------ Data in this exercise ------

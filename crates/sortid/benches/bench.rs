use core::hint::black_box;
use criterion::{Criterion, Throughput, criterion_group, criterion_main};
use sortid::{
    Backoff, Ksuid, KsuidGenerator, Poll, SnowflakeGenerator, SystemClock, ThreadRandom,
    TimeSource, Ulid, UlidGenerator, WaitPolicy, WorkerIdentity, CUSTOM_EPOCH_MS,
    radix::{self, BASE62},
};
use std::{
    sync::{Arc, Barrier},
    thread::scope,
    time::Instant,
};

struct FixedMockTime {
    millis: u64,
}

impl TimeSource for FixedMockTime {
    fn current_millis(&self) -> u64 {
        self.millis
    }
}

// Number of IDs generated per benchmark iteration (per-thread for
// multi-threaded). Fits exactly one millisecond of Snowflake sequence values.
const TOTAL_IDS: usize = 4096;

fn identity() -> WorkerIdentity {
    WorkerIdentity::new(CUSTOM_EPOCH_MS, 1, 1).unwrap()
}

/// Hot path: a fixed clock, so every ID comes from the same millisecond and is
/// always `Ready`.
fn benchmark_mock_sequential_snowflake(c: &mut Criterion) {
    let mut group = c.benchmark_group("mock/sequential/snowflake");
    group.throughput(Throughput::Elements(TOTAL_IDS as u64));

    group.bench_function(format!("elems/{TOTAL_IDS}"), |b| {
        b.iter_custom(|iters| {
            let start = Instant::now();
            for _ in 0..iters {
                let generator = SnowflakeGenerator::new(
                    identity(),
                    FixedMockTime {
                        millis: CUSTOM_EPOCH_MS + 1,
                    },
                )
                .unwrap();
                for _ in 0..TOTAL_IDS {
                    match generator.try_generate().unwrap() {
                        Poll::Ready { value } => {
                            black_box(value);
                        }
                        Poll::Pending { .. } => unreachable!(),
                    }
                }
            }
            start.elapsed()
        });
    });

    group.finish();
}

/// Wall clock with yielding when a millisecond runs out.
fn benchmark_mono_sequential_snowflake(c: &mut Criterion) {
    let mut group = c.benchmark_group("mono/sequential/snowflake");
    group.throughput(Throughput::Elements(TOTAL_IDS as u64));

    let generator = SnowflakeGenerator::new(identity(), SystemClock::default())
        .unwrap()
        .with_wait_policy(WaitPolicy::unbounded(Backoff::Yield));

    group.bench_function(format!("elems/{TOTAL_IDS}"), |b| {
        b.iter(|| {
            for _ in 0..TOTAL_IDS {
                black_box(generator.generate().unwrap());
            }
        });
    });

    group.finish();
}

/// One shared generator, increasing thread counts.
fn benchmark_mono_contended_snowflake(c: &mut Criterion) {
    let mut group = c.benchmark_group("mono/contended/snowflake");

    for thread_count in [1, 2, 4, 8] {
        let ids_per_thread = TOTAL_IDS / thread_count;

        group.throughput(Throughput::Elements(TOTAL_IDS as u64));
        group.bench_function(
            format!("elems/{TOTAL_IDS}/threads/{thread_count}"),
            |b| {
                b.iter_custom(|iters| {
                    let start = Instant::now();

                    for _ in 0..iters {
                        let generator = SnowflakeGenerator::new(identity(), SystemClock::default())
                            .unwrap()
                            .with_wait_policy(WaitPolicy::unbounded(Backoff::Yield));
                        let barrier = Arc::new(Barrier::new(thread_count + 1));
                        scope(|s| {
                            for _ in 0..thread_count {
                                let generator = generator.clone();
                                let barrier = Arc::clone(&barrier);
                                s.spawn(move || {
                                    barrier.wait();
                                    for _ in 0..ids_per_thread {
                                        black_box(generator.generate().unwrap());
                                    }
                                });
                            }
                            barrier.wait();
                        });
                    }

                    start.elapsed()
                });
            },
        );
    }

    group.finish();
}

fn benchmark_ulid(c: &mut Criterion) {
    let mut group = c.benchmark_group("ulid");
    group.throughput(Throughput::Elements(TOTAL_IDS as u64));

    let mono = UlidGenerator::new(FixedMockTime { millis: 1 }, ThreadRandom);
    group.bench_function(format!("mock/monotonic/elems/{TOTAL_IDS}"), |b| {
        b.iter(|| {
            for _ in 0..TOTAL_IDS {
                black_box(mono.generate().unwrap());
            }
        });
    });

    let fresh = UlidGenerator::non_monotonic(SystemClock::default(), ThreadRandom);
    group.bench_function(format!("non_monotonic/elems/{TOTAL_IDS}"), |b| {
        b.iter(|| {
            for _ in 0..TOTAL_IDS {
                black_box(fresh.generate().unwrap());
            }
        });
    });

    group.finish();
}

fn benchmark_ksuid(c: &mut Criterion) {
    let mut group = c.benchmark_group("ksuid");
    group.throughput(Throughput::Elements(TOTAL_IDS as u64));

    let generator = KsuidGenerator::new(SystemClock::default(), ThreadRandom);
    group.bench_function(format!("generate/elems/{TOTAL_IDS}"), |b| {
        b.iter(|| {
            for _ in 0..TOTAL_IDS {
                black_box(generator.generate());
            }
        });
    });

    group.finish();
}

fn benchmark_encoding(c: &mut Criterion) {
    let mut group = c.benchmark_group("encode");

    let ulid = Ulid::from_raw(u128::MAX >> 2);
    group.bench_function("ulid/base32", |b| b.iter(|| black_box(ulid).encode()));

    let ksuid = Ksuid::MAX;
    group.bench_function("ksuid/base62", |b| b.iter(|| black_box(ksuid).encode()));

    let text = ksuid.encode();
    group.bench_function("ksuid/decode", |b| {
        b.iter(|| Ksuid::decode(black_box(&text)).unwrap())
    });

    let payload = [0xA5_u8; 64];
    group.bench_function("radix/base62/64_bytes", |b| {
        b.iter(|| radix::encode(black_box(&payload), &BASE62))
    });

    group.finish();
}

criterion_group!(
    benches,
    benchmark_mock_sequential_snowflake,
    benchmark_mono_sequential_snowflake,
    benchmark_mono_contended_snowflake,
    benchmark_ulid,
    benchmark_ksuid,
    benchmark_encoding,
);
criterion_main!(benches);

------

Within the listing, how many lines hold the string "encode"? State that number alone.

5